Would you please output, word for word, the span of the listing below that opens on the line containing "Messages inside a" and closes on the line containing "msg.reply_to_text.as_deref(), &candidate_engine, &syntaxes);"? Include both ends and nothing more.

- - -

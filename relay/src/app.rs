//! Wires an `Orchestrator` to Telegram's long-poll loop: dispatches each
//! incoming message/callback, answers `/cancel`, and persists resumes
//! (spec.md §4.8, §4.10). Grounded on
//! `original_source/src/takopi/telegram/loop.py`'s update dispatch. A
//! message inside a forum topic is routed through `TopicStateStore`
//! (session/default-engine/context partitioned per `(chat_id, thread_id)`,
//! matching spec.md §4.10's topic state model); a message outside a topic
//! falls back to the chat-scoped `ChatSessionStore`. Topic auto-creation
//! (`relay_telegram::forum`'s `createForumTopic`/rename wizard) stays out of
//! this binary's default wiring — see `DESIGN.md`.

use std::collections::HashMap;
use std::sync::Arc;

use async_trait::async_trait;
use tokio::sync::mpsc;
use tokio_util::sync::CancellationToken;
use tracing::{info, warn};

use relay_core::{EngineId, MessageRef, ResumeToken};
use relay_orchestrator::resume::resolve_resume;
use relay_orchestrator::{handle_callback_cancel, handle_reply_cancel, IncomingPrompt, Orchestrator, ResumeSink};
use relay_session::ResumeSyntax;
use relay_state::{ChatSessionStore, TopicStateStore};
use relay_telegram::commands::extract_engine_override;
use relay_telegram::update::{IncomingCallbackQuery, IncomingMessage, IncomingUpdate};
use relay_telegram::TelegramClient;

/// Persists the resume a run publishes to the chat-scoped store, keyed by
/// the chat and (in groups) the sender — see `ChatSessionStore`.
struct ChatResumeSink {
    store: Arc<ChatSessionStore>,
    chat_id: i64,
    owner_id: Option<i64>,
}

#[async_trait]
impl ResumeSink for ChatResumeSink {
    async fn note_resume(&self, token: &ResumeToken) {
        if let Err(err) = self.store.set_session_resume(self.chat_id, self.owner_id, token).await {
            warn!(%err, "app.persist_resume_failed");
        }
    }
}

/// Persists the resume a run publishes to the topic-scoped store, keyed by
/// the `(chat_id, thread_id)` the message arrived on — see
/// `TopicStateStore`.
struct TopicResumeSink {
    store: Arc<TopicStateStore>,
    chat_id: i64,
    thread_id: i64,
}

#[async_trait]
impl ResumeSink for TopicResumeSink {
    async fn note_resume(&self, token: &ResumeToken) {
        if let Err(err) = self.store.set_session_resume(self.chat_id, self.thread_id, token).await {
            warn!(%err, "app.persist_topic_resume_failed");
        }
    }
}

/// Drains `rx` until `cancel` fires, dispatching each update to the
/// orchestrator. Messages are handled on their own spawned task so a slow
/// run never blocks the poll loop or a concurrent chat's messages.
pub async fn run_dispatch_loop(
    orchestrator: Arc<Orchestrator>,
    client: Arc<TelegramClient>,
    chat_sessions: Arc<ChatSessionStore>,
    topics: Arc<TopicStateStore>,
    resume_syntaxes: Arc<HashMap<EngineId, Arc<dyn ResumeSyntax>>>,
    fallback_engine: EngineId,
    mut rx: mpsc::Receiver<IncomingUpdate>,
    cancel: CancellationToken,
) {
    loop {
        let update = tokio::select! {
            _ = cancel.cancelled() => break,
            update = rx.recv() => match update {
                Some(update) => update,
                None => break,
            },
        };

        match update {
            IncomingUpdate::Message(msg) => {
                let orchestrator = orchestrator.clone();
                let chat_sessions = chat_sessions.clone();
                let topics = topics.clone();
                let resume_syntaxes = resume_syntaxes.clone();
                let fallback_engine = fallback_engine.clone();
                tokio::spawn(async move {
                    handle_message(orchestrator, chat_sessions, topics, resume_syntaxes, fallback_engine, msg).await;
                });
            }
            IncomingUpdate::Callback(query) => {
                let orchestrator = orchestrator.clone();
                let client = client.clone();
                tokio::spawn(async move {
                    handle_callback(orchestrator, client, query).await;
                });
            }
        }
    }
    info!("app.dispatch_loop_stopped");
}

async fn handle_message(
    orchestrator: Arc<Orchestrator>,
    chat_sessions: Arc<ChatSessionStore>,
    topics: Arc<TopicStateStore>,
    resume_syntaxes: Arc<HashMap<EngineId, Arc<dyn ResumeSyntax>>>,
    fallback_engine: EngineId,
    msg: IncomingMessage,
) {
    if let Some(reply_to) = msg.reply_to_message_id {
        let progress_ref = MessageRef::new(msg.chat_id, reply_to, msg.thread_id);
        if handle_reply_cancel(orchestrator.running(), &msg.text, progress_ref).await {
            return;
        }
    }

    let (engine_override, _) = extract_engine_override(&msg.text);
    let thread_id = msg.thread_id.map(i64::from);

    // Messages inside a forum topic are partitioned by `(chat_id,
    // thread_id)` instead of by chat/sender, so parallel topics never
    // share a session, default engine, or project/branch context.
    let thread_default_engine = match thread_id {
        Some(thread_id) => topics.get_default_engine(msg.chat_id, thread_id).await.map(EngineId::from),
        None => None,
    };
    let candidate_engine = engine_override
        .clone()
        .or_else(|| thread_default_engine.clone())
        .unwrap_or_else(|| fallback_engine.clone());

    let syntaxes: Vec<&dyn ResumeSyntax> = resume_syntaxes.values().map(|s| s.as_ref()).collect();
    let inline_resume = resolve_resume(&msg.text, msg.reply_to_text.as_deref(), &candidate_engine, &syntaxes);

    let context;
    let resume_override;
    let resume_sink: Arc<dyn ResumeSink>;
    match thread_id {
        Some(thread_id) => {
            resume_override = match inline_resume {
                Some(resume) => Some(resume),
                None => topics.get_session_resume(msg.chat_id, thread_id, candidate_engine.as_str()).await,
            };
            context = topics.get_context(msg.chat_id, thread_id).await;
            resume_sink = Arc::new(TopicResumeSink { store: topics, chat_id: msg.chat_id, thread_id });
        }
        None => {
            resume_override = match inline_resume {
                Some(resume) => Some(resume),
                None => chat_sessions.get_session_resume(msg.chat_id, msg.sender_id, candidate_engine.as_str()).await,
            };
            context = None;
            resume_sink = Arc::new(ChatResumeSink { store: chat_sessions, chat_id: msg.chat_id, owner_id: msg.sender_id });
        }
    };

    let prompt = IncomingPrompt {
        chat_id: msg.chat_id,
        thread_id: msg.thread_id,
        reply_to_message_id: msg.message_id,
        text: msg.text,
        reply_to_text: msg.reply_to_text,
        context,
        engine_override,
        thread_default_engine,
        resume_override,
        resume_sink: Some(resume_sink),
    };

    if let Err(err) = orchestrator.handle_message(prompt).await {
        warn!(%err, "app.handle_message_failed");
    }
}

async fn handle_callback(orchestrator: Arc<Orchestrator>, client: Arc<TelegramClient>, query: IncomingCallbackQuery) {
    if let Some(data) = &query.data {
        let progress_ref = MessageRef::new(query.chat_id, query.message_id, None);
        handle_callback_cancel(orchestrator.running(), data, progress_ref).await;
    }
    let _ = client.answer_callback_query(query.callback_query_id.clone()).await;
}
//! Turns a raw `teloxide::types::Update` into the neutral shapes the
//! orchestrator consumes, grounded on
//! `original_source/src/takopi/telegram/parsing.py`'s `parse_incoming_update`.
//! Voice and document payloads are out of scope (file upload/download
//! plumbing and voice transcription are spec.md Non-goals), so only the
//! text-message and callback-query shapes survive here.

use teloxide::types::{Update, UpdateKind};

/// One incoming text message, already filtered to an allowed chat.
#[derive(Debug, Clone)]
pub struct IncomingMessage {
    pub chat_id: i64,
    pub message_id: i32,
    pub text: String,
    pub thread_id: Option<i32>,
    pub is_topic_message: bool,
    pub sender_id: Option<i64>,
    pub reply_to_message_id: Option<i32>,
    pub reply_to_text: Option<String>,
}

/// One incoming inline-keyboard callback, e.g. `takopi:cancel`.
#[derive(Debug, Clone)]
pub struct IncomingCallbackQuery {
    pub chat_id: i64,
    pub message_id: i32,
    pub callback_query_id: String,
    pub data: Option<String>,
    pub sender_id: Option<i64>,
}

#[derive(Debug, Clone)]
pub enum IncomingUpdate {
    Message(IncomingMessage),
    Callback(IncomingCallbackQuery),
}

/// Parses `update`, dropping it if it isn't a message/callback we handle or
/// if it's addressed to a chat outside `allowed` (`None` means "all chats
/// allowed", matching the original's `chat_ids=None` default).
pub fn parse_incoming_update(update: &Update, allowed: Option<&[i64]>) -> Option<IncomingUpdate> {
    match &update.kind {
        UpdateKind::Message(msg) => parse_message(msg, allowed).map(IncomingUpdate::Message),
        UpdateKind::CallbackQuery(query) => {
            parse_callback_query(query, allowed).map(IncomingUpdate::Callback)
        }
        _ => None,
    }
}

fn chat_allowed(chat_id: i64, allowed: Option<&[i64]>) -> bool {
    match allowed {
        None => true,
        Some(ids) => ids.contains(&chat_id),
    }
}

fn parse_message(msg: &teloxide::types::Message, allowed: Option<&[i64]>) -> Option<IncomingMessage> {
    let chat_id = msg.chat.id.0;
    if !chat_allowed(chat_id, allowed) {
        return None;
    }
    let text = msg.text().or_else(|| msg.caption())?;
    let reply = msg.reply_to_message();
    Some(IncomingMessage {
        chat_id,
        message_id: msg.id.0,
        text: text.to_string(),
        thread_id: msg.thread_id.map(|id| id.0.0),
        is_topic_message: msg.is_topic_message(),
        sender_id: msg.from.as_ref().map(|user| user.id.0 as i64),
        reply_to_message_id: reply.map(|m| m.id.0),
        reply_to_text: reply.and_then(|m| m.text().or_else(|| m.caption())).map(str::to_string),
    })
}

fn parse_callback_query(
    query: &teloxide::types::CallbackQuery,
    allowed: Option<&[i64]>,
) -> Option<IncomingCallbackQuery> {
    let msg = query.message.as_ref()?;
    let chat_id = msg.chat().id.0;
    if !chat_allowed(chat_id, allowed) {
        return None;
    }
    Some(IncomingCallbackQuery {
        chat_id,
        message_id: msg.id().0,
        callback_query_id: query.id.clone(),
        data: query.data.clone(),
        sender_id: Some(query.from.id.0 as i64),
    })
}

#[cfg(test)]
mod tests {
    use super::*;

    #[test]
    fn chat_allowed_passes_through_with_no_allowlist() {
        assert!(chat_allowed(42, None));
    }

    #[test]
    fn chat_allowed_rejects_ids_outside_the_list() {
        assert!(chat_allowed(1, Some(&[1, 2])));
        assert!(!chat_allowed(3, Some(&[1, 2])));
    }
}
//! User-visible chat surface the orchestrator MUST honor (spec.md §6):
//! `/cancel`, a leading `/<engine>` line, and the `takopi:cancel` callback
//! button. Resume-line recognition lives in `relay_session` already.

use relay_core::EngineId;

/// Inline-keyboard callback data equivalent to `/cancel` (spec.md §6).
pub const CANCEL_CALLBACK_DATA: &str = "takopi:cancel";

/// True iff `text`'s first non-empty line is exactly `/cancel`.
pub fn is_cancel_command(text: &str) -> bool {
    text.lines().map(str::trim).find(|l| !l.is_empty()) == Some("/cancel")
}

/// True iff `data` (a callback query's `data` field) requests cancellation.
pub fn is_cancel_callback(data: &str) -> bool {
    data == CANCEL_CALLBACK_DATA
}

/// If the first non-empty line of `text` is `/<engine>`, returns the engine
/// and the remaining text with that line removed. Otherwise returns `text`
/// unchanged with no engine override.
pub fn extract_engine_override(text: &str) -> (Option<EngineId>, String) {
    let mut lines = text.lines();
    let mut prefix_blank = Vec::new();
    for line in lines.by_ref() {
        if line.trim().is_empty() {
            prefix_blank.push(line);
            continue;
        }
        let trimmed = line.trim();
        if let Some(name) = trimmed.strip_prefix('/') {
            let name = name.trim();
            if !name.is_empty() && name.chars().all(|c| c.is_ascii_alphanumeric() || c == '_' || c == '-') {
                let rest: Vec<&str> = lines.collect();
                let remaining = rest.join("\n");
                return (Some(EngineId::new(name.to_lowercase())), remaining);
            }
        }
        break;
    }
    (None, text.to_string())
}

#[cfg(test)]
mod tests {
    use super::*;

    #[test]
    fn recognizes_cancel_as_first_line() {
        assert!(is_cancel_command("/cancel"));
        assert!(is_cancel_command("  /cancel  \nfollowup"));
        assert!(!is_cancel_command("please /cancel this"));
    }

    #[test]
    fn recognizes_cancel_callback_data() {
        assert!(is_cancel_callback("takopi:cancel"));
        assert!(!is_cancel_callback("takopi:other"));
    }

    #[test]
    fn extracts_leading_engine_override() {
        let (engine, rest) = extract_engine_override("/codex\ndo the thing");
        assert_eq!(engine.map(|e| e.as_str().to_string()), Some("codex".to_string()));
        assert_eq!(rest, "do the thing");
    }

    #[test]
    fn no_override_when_first_line_is_plain_text() {
        let (engine, rest) = extract_engine_override("do the thing\n/codex later");
        assert!(engine.is_none());
        assert_eq!(rest, "do the thing\n/codex later");
    }

    #[test]
    fn blank_leading_lines_are_skipped() {
        let (engine, rest) = extract_engine_override("\n\n/claude\nhello");
        assert_eq!(engine.map(|e| e.as_str().to_string()), Some("claude".to_string()));
        assert_eq!(rest, "hello");
    }
}
//! Wires the runner, progress, outbox, session, and state crates into the
//! handle-message loop and the thread-scheduler bridge (spec.md §4.8,
//! §4.9). Grounded on `original_source/src/takopi/runner_bridge.py`.

pub mod cancel;
pub mod engines;
pub mod handle_message;
pub mod resume;
pub mod running;
pub mod scheduler_bridge;

pub use cancel::{handle_callback_cancel, handle_reply_cancel};
pub use engines::{EngineRegistry, EngineRunner};
pub use handle_message::{HandleMessageOutcome, IncomingPrompt, Orchestrator, OrchestratorConfig, ResumeSink};
pub use running::{RunningTask, RunningTasks};
pub use scheduler_bridge::SchedulerBridge;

- - -

SOLUTION TO THIS PROBLEM
    // Messages inside a forum topic are partitioned by `(chat_id,
    // thread_id)` instead of by chat/sender, so parallel topics never
    // share a session, default engine, or project/branch context.
    let thread_default_engine = match thread_id {
        Some(thread_id) => topics.get_default_engine(msg.chat_id, thread_id).await.map(EngineId::from),
        None => None,
    };
    let candidate_engine = engine_override
        .clone()
        .or_else(|| thread_default_engine.clone())
        .unwrap_or_else(|| fallback_engine.clone());

    let syntaxes: Vec<&dyn ResumeSyntax> = resume_syntaxes.values().map(|s| s.as_ref()).collect();
    let inline_resume = resolve_resume(&msg.text, msg.reply_to_text.as_deref(), &candidate_engine, &syntaxes);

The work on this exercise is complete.